Emails obtained by the Guardian show that Kavanaugh, who was narrowly confirmed to the supreme court earlier this month, participated in monthly evening cocktails and dinners from 2001 to 2003 with a group of men that included Noel Francisco, who now serves as the Trump administrations solicitor general. It is not clear whether the dinners continued after Kavanaugh became a federal judge in 2006.
Other attendees included a lawyer who is now a top strategic adviser to Rupert Murdoch, the author of the George W Bush-era torture memos that were used to justify illegal interrogation techniques, and two lawyers who now regularly appear before the supreme court on behalf of corporate clients.
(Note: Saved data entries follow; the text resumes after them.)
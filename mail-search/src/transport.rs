//! Network transport
//!
//! The transport only moves bytes. Interpreting the body is the gateway's job.

use std::time::Duration;
use tokio_util::sync::CancellationToken;
use tracing::debug;

use crate::error::{Result, SearchError};

/// Where a request goes
#[derive(Debug, Clone, PartialEq, Eq)]
pub struct RequestTarget {
    pub url: String,
    pub method: reqwest::Method,
}

impl RequestTarget {
    pub fn post(url: impl Into<String>) -> Self {
        Self {
            url: url.into(),
            method: reqwest::Method::POST,
        }
    }
}

/// Raw response as received from the network
#[derive(Debug, Clone, PartialEq, Eq)]
pub struct TransportResponse {
    /// HTTP status code
    pub status: u16,
    /// Undecoded body
    pub body: Vec<u8>,
}

/// A network call that can be aborted through a cancellation token
#[async_trait::async_trait]
pub trait Transport: Send + Sync {
    /// Send `body` as JSON to `target`.
    ///
    /// Implementations should stop waiting and return
    /// [`SearchError::Cancelled`] once `cancel` fires.
    async fn send(
        &self,
        target: &RequestTarget,
        body: serde_json::Value,
        cancel: &CancellationToken,
    ) -> Result<TransportResponse>;
}

/// reqwest-backed transport
#[derive(Debug, Clone)]
pub struct HttpTransport {
    client: reqwest::Client,
}

impl HttpTransport {
    pub fn new(timeout: Duration) -> Result<Self> {
        let client = reqwest::Client::builder().timeout(timeout).build()?;
        Ok(Self { client })
    }

    pub fn with_client(client: reqwest::Client) -> Self {
        Self { client }
    }
}

#[async_trait::async_trait]
impl Transport for HttpTransport {
    async fn send(
        &self,
        target: &RequestTarget,
        body: serde_json::Value,
        cancel: &CancellationToken,
    ) -> Result<TransportResponse> {
        debug!("{} {}", target.method, target.url);

        let request = self
            .client
            .request(target.method.clone(), &target.url)
            .json(&body);

        let exchange = async {
            let response = request.send().await?;
            let status = response.status().as_u16();
            let body = response.bytes().await?;
            Ok::<_, SearchError>(TransportResponse {
                status,
                body: body.to_vec(),
            })
        };

        // Dropping the exchange future aborts the underlying connection.
        tokio::select! {
            biased;
            _ = cancel.cancelled() => {
                debug!("Request to {} aborted", target.url);
                Err(SearchError::Cancelled)
            }
            result = exchange => result,
        }
    }
}
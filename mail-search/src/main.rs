//! mail-search: command line search client
//!
//! Runs one search against the configured endpoint and prints the page.
//!
//! # Usage
//!
//! ```bash
//! # Mails mentioning both words, newest first
//! mail-search --query "gas pipeline" --type and --order desc
//!
//! # Second page of 20, sent before 2001-10-01
//! mail-search --query enron --limit 20 --page 2 --date 2001-10-01 --operator "<"
//!
//! # Use a config file, print JSON
//! mail-search --config mail-search.toml --query lay --json
//! ```

use chrono::{DateTime, NaiveDate, NaiveTime, TimeZone, Utc};
use clap::Parser;
use mail_search::config::LoggingConfig;
use mail_search::sanitize::{MarkupSanitizer, Sanitizer};
use mail_search::{
    ClientConfig, Combinator, Comparator, DateFilter, HttpTransport, SearchController, Settlement,
    SortOrder,
};
use std::path::PathBuf;
use std::sync::Arc;
use tracing::info;
use tracing_subscriber::{layer::SubscriberExt, util::SubscriberInitExt};

#[derive(Parser)]
#[command(name = "mail-search")]
#[command(about = "Search a mail archive through its HTTP API", long_about = None)]
struct Cli {
    /// Config file (TOML)
    #[arg(short, long)]
    config: Option<PathBuf>,

    /// Free-text query
    #[arg(short, long, default_value = "")]
    query: String,

    /// How terms combine: AND or OR
    #[arg(short = 't', long = "type")]
    combinator: Option<Combinator>,

    /// Sort order: asc or desc
    #[arg(short, long)]
    order: Option<SortOrder>,

    /// Page number
    #[arg(short, long)]
    page: Option<i64>,

    /// Page size
    #[arg(short, long)]
    limit: Option<i64>,

    /// Date to compare against (RFC 3339 or YYYY-MM-DD)
    #[arg(short, long, value_parser = parse_date)]
    date: Option<DateTime<Utc>>,

    /// Date operator: >, >=, <, <=
    #[arg(long, default_value = "<=")]
    operator: Comparator,

    /// Print results as JSON
    #[arg(long)]
    json: bool,
}

fn parse_date(value: &str) -> Result<DateTime<Utc>, String> {
    if let Ok(date) = DateTime::parse_from_rfc3339(value) {
        return Ok(date.with_timezone(&Utc));
    }
    NaiveDate::parse_from_str(value, "%Y-%m-%d")
        .map(|day| Utc.from_utc_datetime(&day.and_time(NaiveTime::MIN)))
        .map_err(|e| format!("invalid date '{}': {}", value, e))
}

fn init_logging(logging: &LoggingConfig) {
    let filter = tracing_subscriber::EnvFilter::try_from_default_env()
        .unwrap_or_else(|_| format!("mail_search={}", logging.level).into());
    let registry = tracing_subscriber::registry().with(filter);

    if logging.format == "json" {
        registry
            .with(tracing_subscriber::fmt::layer().json().with_writer(std::io::stderr))
            .init();
    } else {
        registry
            .with(tracing_subscriber::fmt::layer().with_writer(std::io::stderr))
            .init();
    }
}

#[tokio::main]
async fn main() -> anyhow::Result<()> {
    let cli = Cli::parse();

    let config = ClientConfig::load(cli.config.as_deref())?;
    init_logging(&config.logging);

    info!("Starting mail-search v{}", env!("CARGO_PKG_VERSION"));
    info!("Search endpoint: {}", config.search_url()?);

    let transport = Arc::new(HttpTransport::new(config.timeout())?);
    let mut controller = SearchController::from_config(&config, transport)?;
    let sanitizer = MarkupSanitizer::new();

    // Each change supersedes the previous ticket; page goes last because
    // filter and size changes reset it.
    let mut ticket = controller.set_free_text(sanitizer.sanitize(&cli.query));
    if let Some(combinator) = cli.combinator {
        ticket = controller.set_combinator(combinator).or(ticket);
    }
    if let Some(order) = cli.order {
        ticket = controller.set_sort_order(order).or(ticket);
    }
    if let Some(date) = cli.date {
        let filter = DateFilter::new(Some(date), cli.operator);
        ticket = controller.set_date_filter(Some(filter)).or(ticket);
    }
    if let Some(limit) = cli.limit {
        ticket = controller.set_page_size(limit).or(ticket);
    }
    if let Some(page) = cli.page {
        ticket = controller.set_page(page).or(ticket);
    }
    let ticket = ticket.unwrap_or_else(|| controller.refresh());

    if let Settlement::Failed { message } = controller.run(ticket).await {
        eprintln!("Error: {}", message);
        std::process::exit(1);
    }

    if cli.json {
        println!("{}", serde_json::to_string_pretty(controller.records())?);
        return Ok(());
    }

    for mail in controller.records() {
        println!(
            "{:<26} {:<32} {}",
            truncate(&mail.date, 26),
            truncate(&mail.from, 32),
            truncate(&mail.subject, 60)
        );
    }
    println!(
        "page {}/{} (total {})",
        controller.query().page(),
        controller.max_page(),
        controller.total()
    );

    Ok(())
}

fn truncate(text: &str, width: usize) -> String {
    if text.chars().count() <= width {
        return text.to_string();
    }
    let mut short: String = text.chars().take(width.saturating_sub(1)).collect();
    short.push('…');
    short
}
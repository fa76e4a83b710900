//! mail-search: Paginated mail search client
//!
//! Keeps a mutable set of search parameters consistent with a single
//! authoritative request to a remote mail search endpoint.
//!
//! # Features
//!
//! - Free-text query with AND/OR combinator, date filter, sort order
//! - Page and page size clamping with effective-change tracking
//! - Single-flight requests: a new search cancels the one in flight, and
//!   late responses from superseded searches are discarded
//! - Uniform request outcomes (success, cancelled, failed)
//! - Session event loop publishing snapshots and state transitions
//!
//! # Example Configuration
//!
//! ```toml
//! [api]
//! base_url = "http://localhost:8080"
//! search_path = "/api/mails/search"
//! timeout_seconds = 30
//!
//! [pagination]
//! default_page = 1
//! default_limit = 10
//! max_limit = 200
//!
//! [logging]
//! level = "info"
//! format = "pretty"
//! ```
//!
//! # Example
//!
//! ```no_run
//! use mail_search::{ClientConfig, HttpTransport, SearchController};
//! use std::sync::Arc;
//!
//! #[tokio::main]
//! async fn main() -> Result<(), Box<dyn std::error::Error>> {
//!     let config = ClientConfig::default();
//!     let transport = Arc::new(HttpTransport::new(config.timeout())?);
//!     let mut controller = SearchController::from_config(&config, transport)?;
//!
//!     if let Some(ticket) = controller.set_free_text("pipeline") {
//!         controller.run(ticket).await;
//!     }
//!     println!("{} of {} mails", controller.records().len(), controller.total());
//!
//!     Ok(())
//! }
//! ```

pub mod config;
pub mod controller;
pub mod error;
pub mod gateway;
pub mod mock;
pub mod models;
pub mod query;
pub mod request;
pub mod sanitize;
pub mod session;
pub mod transport;

pub use config::ClientConfig;
pub use controller::{SearchController, SearchEvent, SearchSnapshot, SearchTicket, Settlement};
pub use error::{Result, SearchError};
pub use gateway::{GatewayResult, RequestGateway};
pub use models::{Combinator, Comparator, DateFilter, Mail, SortOrder};
pub use session::{SearchCommand, SearchSession, SessionHandle};
pub use transport::{HttpTransport, RequestTarget, Transport};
The so-called Eureka dinners named after the college that Ronald Reagan attended were briefly raised in a written question that was submitted to Kavanaugh by senators following his initial confirmation hearing. Asked what the Eureka Club was, Kavanaugh said in a written response: A group of friends sometimes gathered for dinner. The scheduling emails for those dinners would sometimes be titled Eureka.
What Kavanaughs answer did not fully explain was that the dinners were attended by an elite group of men closely associated with the Federalist Society, the rightwing organization that has played a major role in vetting and choosing judicial appointments for Republican presidents since its founding in 1982.